Copy out every line in the entries below that includes "sortCol".
[Opening ENTRIES SUPPLIED section]
//! Curriculum graph sources.

use std::path::PathBuf;

use async_trait::async_trait;

use mastery_core::graph::{default_curriculum, TopicGraph};
use mastery_core::parser::parse_curriculum;
use mastery_core::traits::GraphProvider;

/// The built-in competitive-programming roadmap.
pub struct BuiltinGraphProvider;

#[async_trait]
impl GraphProvider for BuiltinGraphProvider {
    fn name(&self) -> &str {
        "builtin"
    }

    async fn load_graph(&self) -> anyhow::Result<TopicGraph> {
        Ok(default_curriculum())
    }
}

/// A curriculum TOML file, re-read on every load.
pub struct FileGraphProvider {
    path: PathBuf,
    name: String,
}

impl FileGraphProvider {
    pub fn new(path: impl Into<PathBuf>) -> Self {
        let path = path.into();
        let name = path.display().to_string();
        Self { path, name }
    }
}

#[async_trait]
impl GraphProvider for FileGraphProvider {
    fn name(&self) -> &str {
        &self.name
    }

    async fn load_graph(&self) -> anyhow::Result<TopicGraph> {
        let path = self.path.clone();
        tokio::task::spawn_blocking(move || parse_curriculum(&path)).await?
    }
}

/// A fixed in-memory graph.
pub struct StaticGraphProvider {
    graph: TopicGraph,
}

impl StaticGraphProvider {
    pub fn new(graph: TopicGraph) -> Self {
        Self { graph }
    }
}

#[async_trait]
impl GraphProvider for StaticGraphProvider {
    fn name(&self) -> &str {
        "static"
    }

    async fn load_graph(&self) -> anyhow::Result<TopicGraph> {
        Ok(self.graph.clone())
    }
}
//! mastery-providers: Curriculum and submission-history sources.
//!
//! Implements the `HistoryProvider` trait for the Codeforces API and the
//! `GraphProvider` trait for the built-in roadmap and curriculum files, and
//! loads `mastery.toml` configuration.

pub mod codeforces;
pub mod config;
pub mod error;
pub mod graph;
pub mod mock;

pub use codeforces::CodeforcesProvider;
pub use config::{
    create_graph_provider, create_history_provider, load_config, load_config_from,
    HistoryConfig, MasteryConfig,
};
pub use error::ProviderError;
pub use graph::{BuiltinGraphProvider, FileGraphProvider, StaticGraphProvider};
pub use mock::MockHistoryProvider;
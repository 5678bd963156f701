//! HTML report generator.
//!
//! Produces a self-contained HTML file with all CSS/JS inlined.

use anyhow::{Context, Result};
use std::path::Path;

use mastery_core::model::display_name_for;
use mastery_core::record::{LearnerRecord, TopicRecord};

/// Escape a string for safe HTML insertion.
pub(crate) fn html_escape(s: &str) -> String {
    s.replace('&', "&amp;")
        .replace('<', "&lt;")
        .replace('>', "&gt;")
        .replace('"', "&quot;")
        .replace('\'', "&#x27;")
}

/// Topics ordered by peak, strongest first; ties broken by slug.
pub(crate) fn ranked_topics(record: &LearnerRecord) -> Vec<(&str, &TopicRecord)> {
    let mut topics: Vec<(&str, &TopicRecord)> = record
        .topics
        .iter()
        .map(|(slug, t)| (slug.as_str(), t))
        .collect();
    topics.sort_by(|a, b| b.1.peak.total_cmp(&a.1.peak).then_with(|| a.0.cmp(b.0)));
    topics
}

/// Generate an HTML report for one learner.
pub fn generate_html(record: &LearnerRecord) -> String {
    let mut html = String::new();

    html.push_str("<!DOCTYPE html>\n<html lang=\"en\">\n<head>\n");
    html.push_str("<meta charset=\"utf-8\">\n");
    html.push_str("<meta name=\"viewport\" content=\"width=device-width, initial-scale=1\">\n");
    html.push_str(&format!(
        "<title>mastery report: {}</title>\n",
        html_escape(&record.learner)
    ));
    html.push_str("<style>\n");
    html.push_str(CSS);
    html.push_str("</style>\n");
    html.push_str("</head>\n<body>\n");

    let topics = ranked_topics(record);
    let scored = topics.iter().filter(|(_, t)| t.peak > 0.0).count();

    html.push_str("<header>\n");
    html.push_str(&format!(
        "<h1>Topic mastery for {}</h1>\n",
        html_escape(&record.learner)
    ));
    html.push_str(&format!(
        "<p class=\"meta\">{} of {} topics scored | {} bins | last synced {}</p>\n",
        scored,
        topics.len(),
        record.bin_count(),
        record.last_synced.format("%Y-%m-%d %H:%M:%S UTC")
    ));
    html.push_str("</header>\n");

    html.push_str("<section class=\"dashboard\">\n");
    html.push_str("<h2>Summary</h2>\n");
    if scored > 0 {
        html.push_str(&generate_bar_chart(&topics));
    }
    html.push_str("</section>\n");

    html.push_str("<section class=\"results\">\n");
    html.push_str("<h2>Topics</h2>\n");
    html.push_str("<table class=\"results-table\" id=\"results\">\n");
    html.push_str("<thead><tr><th onclick=\"sortTable(0)\">Topic</th><th onclick=\"sortTable(1)\">Current</th><th onclick=\"sortTable(2)\">Peak</th><th onclick=\"sortTable(3)\">Retained</th><th onclick=\"sortTable(4)\">Bins</th></tr></thead>\n");
    html.push_str("<tbody>\n");

    for (slug, topic) in &topics {
        let retained = retention(topic);
        let class = if topic.peak == 0.0 {
            "empty"
        } else if retained >= 0.8 {
            "pass"
        } else {
            "fail"
        };
        let bins = record.bins.get(*slug).map_or(0, |b| b.len());

        html.push_str(&format!(
            "<tr class=\"{}\"><td>{}</td><td>{:.1}</td><td>{:.1}</td><td>{:.0}%</td><td>{}</td></tr>\n",
            class,
            html_escape(&display_name_for(slug)),
            topic.current,
            topic.peak,
            retained * 100.0,
            bins
        ));
    }

    html.push_str("</tbody></table>\n");
    html.push_str("</section>\n");

    html.push_str("<section class=\"raw-data\">\n");
    html.push_str("<details>\n<summary>Raw JSON Data</summary>\n");
    html.push_str("<pre><code>");
    html.push_str(&html_escape(
        &serde_json::to_string_pretty(record).unwrap_or_default(),
    ));
    html.push_str("</code></pre>\n");
    html.push_str("</details>\n</section>\n");

    html.push_str("<script>\n");
    html.push_str(JS);
    html.push_str("</script>\n");

    html.push_str("</body>\n</html>");
    html
}

/// Share of the peak still held, 0 for never-scored topics.
pub(crate) fn retention(topic: &TopicRecord) -> f64 {
    if topic.peak > 0.0 {
        topic.current / topic.peak
    } else {
        0.0
    }
}

/// Write an HTML report to a file.
pub fn write_html_report(record: &LearnerRecord, path: &Path) -> Result<()> {
    let html = generate_html(record);
    if let Some(parent) = path.parent() {
        std::fs::create_dir_all(parent)?;
    }
    std::fs::write(path, html)
        .with_context(|| format!("failed to write report to {}", path.display()))?;
    Ok(())
}

/// Horizontal bars of current mastery against the learner's best peak.
fn generate_bar_chart(topics: &[(&str, &TopicRecord)]) -> String {
    let bar_height = 24;
    let max_width = 400;
    let padding = 8;
    let label_width = 200;

    let scale = topics
        .iter()
        .map(|(_, t)| t.peak)
        .fold(0.0_f64, f64::max);
    let shown: Vec<_> = topics.iter().filter(|(_, t)| t.peak > 0.0).collect();

    let total_height = shown.len() * (bar_height + padding) + padding;

    let mut svg = format!(
        "<svg width=\"{}\" height=\"{}\" xmlns=\"http://www.w3.org/2000/svg\">\n",
        label_width + max_width + 80,
        total_height
    );

    for (i, (slug, topic)) in shown.iter().enumerate() {
        let y = i * (bar_height + padding) + padding;
        let peak_width = (topic.peak / scale * max_width as f64) as usize;
        let current_width = (topic.current / scale * max_width as f64) as usize;

        let color = if retention(topic) >= 0.8 {
            "#22c55e"
        } else if retention(topic) >= 0.5 {
            "#eab308"
        } else {
            "#ef4444"
        };

        svg.push_str(&format!(
            "  <text x=\"{}\" y=\"{}\" font-size=\"14\" fill=\"currentColor\" text-anchor=\"end\" dominant-baseline=\"middle\">{}</text>\n",
            label_width - 10,
            y + bar_height / 2,
            html_escape(&display_name_for(slug))
        ));
        svg.push_str(&format!(
            "  <rect x=\"{}\" y=\"{}\" width=\"{}\" height=\"{}\" fill=\"none\" stroke=\"currentColor\" rx=\"4\"/>\n",
            label_width, y, peak_width, bar_height
        ));
        svg.push_str(&format!(
            "  <rect x=\"{}\" y=\"{}\" width=\"{}\" height=\"{}\" fill=\"{}\" rx=\"4\"/>\n",
            label_width, y, current_width, bar_height, color
        ));
        svg.push_str(&format!(
            "  <text x=\"{}\" y=\"{}\" font-size=\"12\" fill=\"currentColor\" dominant-baseline=\"middle\">{:.0}</text>\n",
            label_width + peak_width + 8,
            y + bar_height / 2,
            topic.current
        ));
    }

    svg.push_str("</svg>\n");
    svg
}

const CSS: &str = r#"
:root { --bg: #fff; --fg: #1a1a1a; --border: #e5e7eb; --pass: #dcfce7; --fail: #fde2e2; }
@media (prefers-color-scheme: dark) {
  :root { --bg: #111827; --fg: #f9fafb; --border: #374151; --pass: #064e3b; --fail: #7f1d1d; }
}
body { font-family: -apple-system, BlinkMacSystemFont, 'Segoe UI', sans-serif; margin: 0; padding: 2rem; background: var(--bg); color: var(--fg); }
h1, h2 { margin-top: 2rem; }
.meta { color: #6b7280; }
table { border-collapse: collapse; width: 100%; margin: 1rem 0; }
th, td { border: 1px solid var(--border); padding: 0.5rem 1rem; text-align: left; }
th { background: var(--border); cursor: pointer; }
.pass { background: var(--pass); }
.fail { background: var(--fail); }
.empty { color: #9ca3af; }
pre { overflow-x: auto; padding: 1rem; background: var(--border); border-radius: 8px; }
code { font-family: 'JetBrains Mono', 'Fira Code', monospace; font-size: 0.85rem; }
details { margin: 1rem 0; }
summary { cursor: pointer; font-weight: bold; }
svg { margin: 1rem 0; }
"#;

const JS: &str = r#"
function sortTable(col) {
  const table = document.getElementById('results');
  const tbody = table.querySelector('tbody');
  const rows = Array.from(tbody.querySelectorAll('tr'));
  const asc = table.dataset.sortCol == col && table.dataset.sortDir == 'asc' ? false : true;
  const key = cell => {
    const n = parseFloat(cell.textContent);
    return isNaN(n) ? cell.textContent : n;
  };
  rows.sort((a, b) => {
    const va = key(a.cells[col]);
    const vb = key(b.cells[col]);
    const cmp = typeof va === 'number' && typeof vb === 'number' ? va - vb : String(va).localeCompare(String(vb));
    return asc ? cmp : -cmp;
  });
  table.dataset.sortCol = col;
  table.dataset.sortDir = asc ? 'asc' : 'desc';
  rows.forEach(r => tbody.appendChild(r));
}
"#;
[Closing ENTRIES SUPPLIED section]
- **EXPECTED ANSWER**
  const asc = table.dataset.sortCol == col && table.dataset.sortDir == 'asc' ? false : true;
  table.dataset.sortCol = col;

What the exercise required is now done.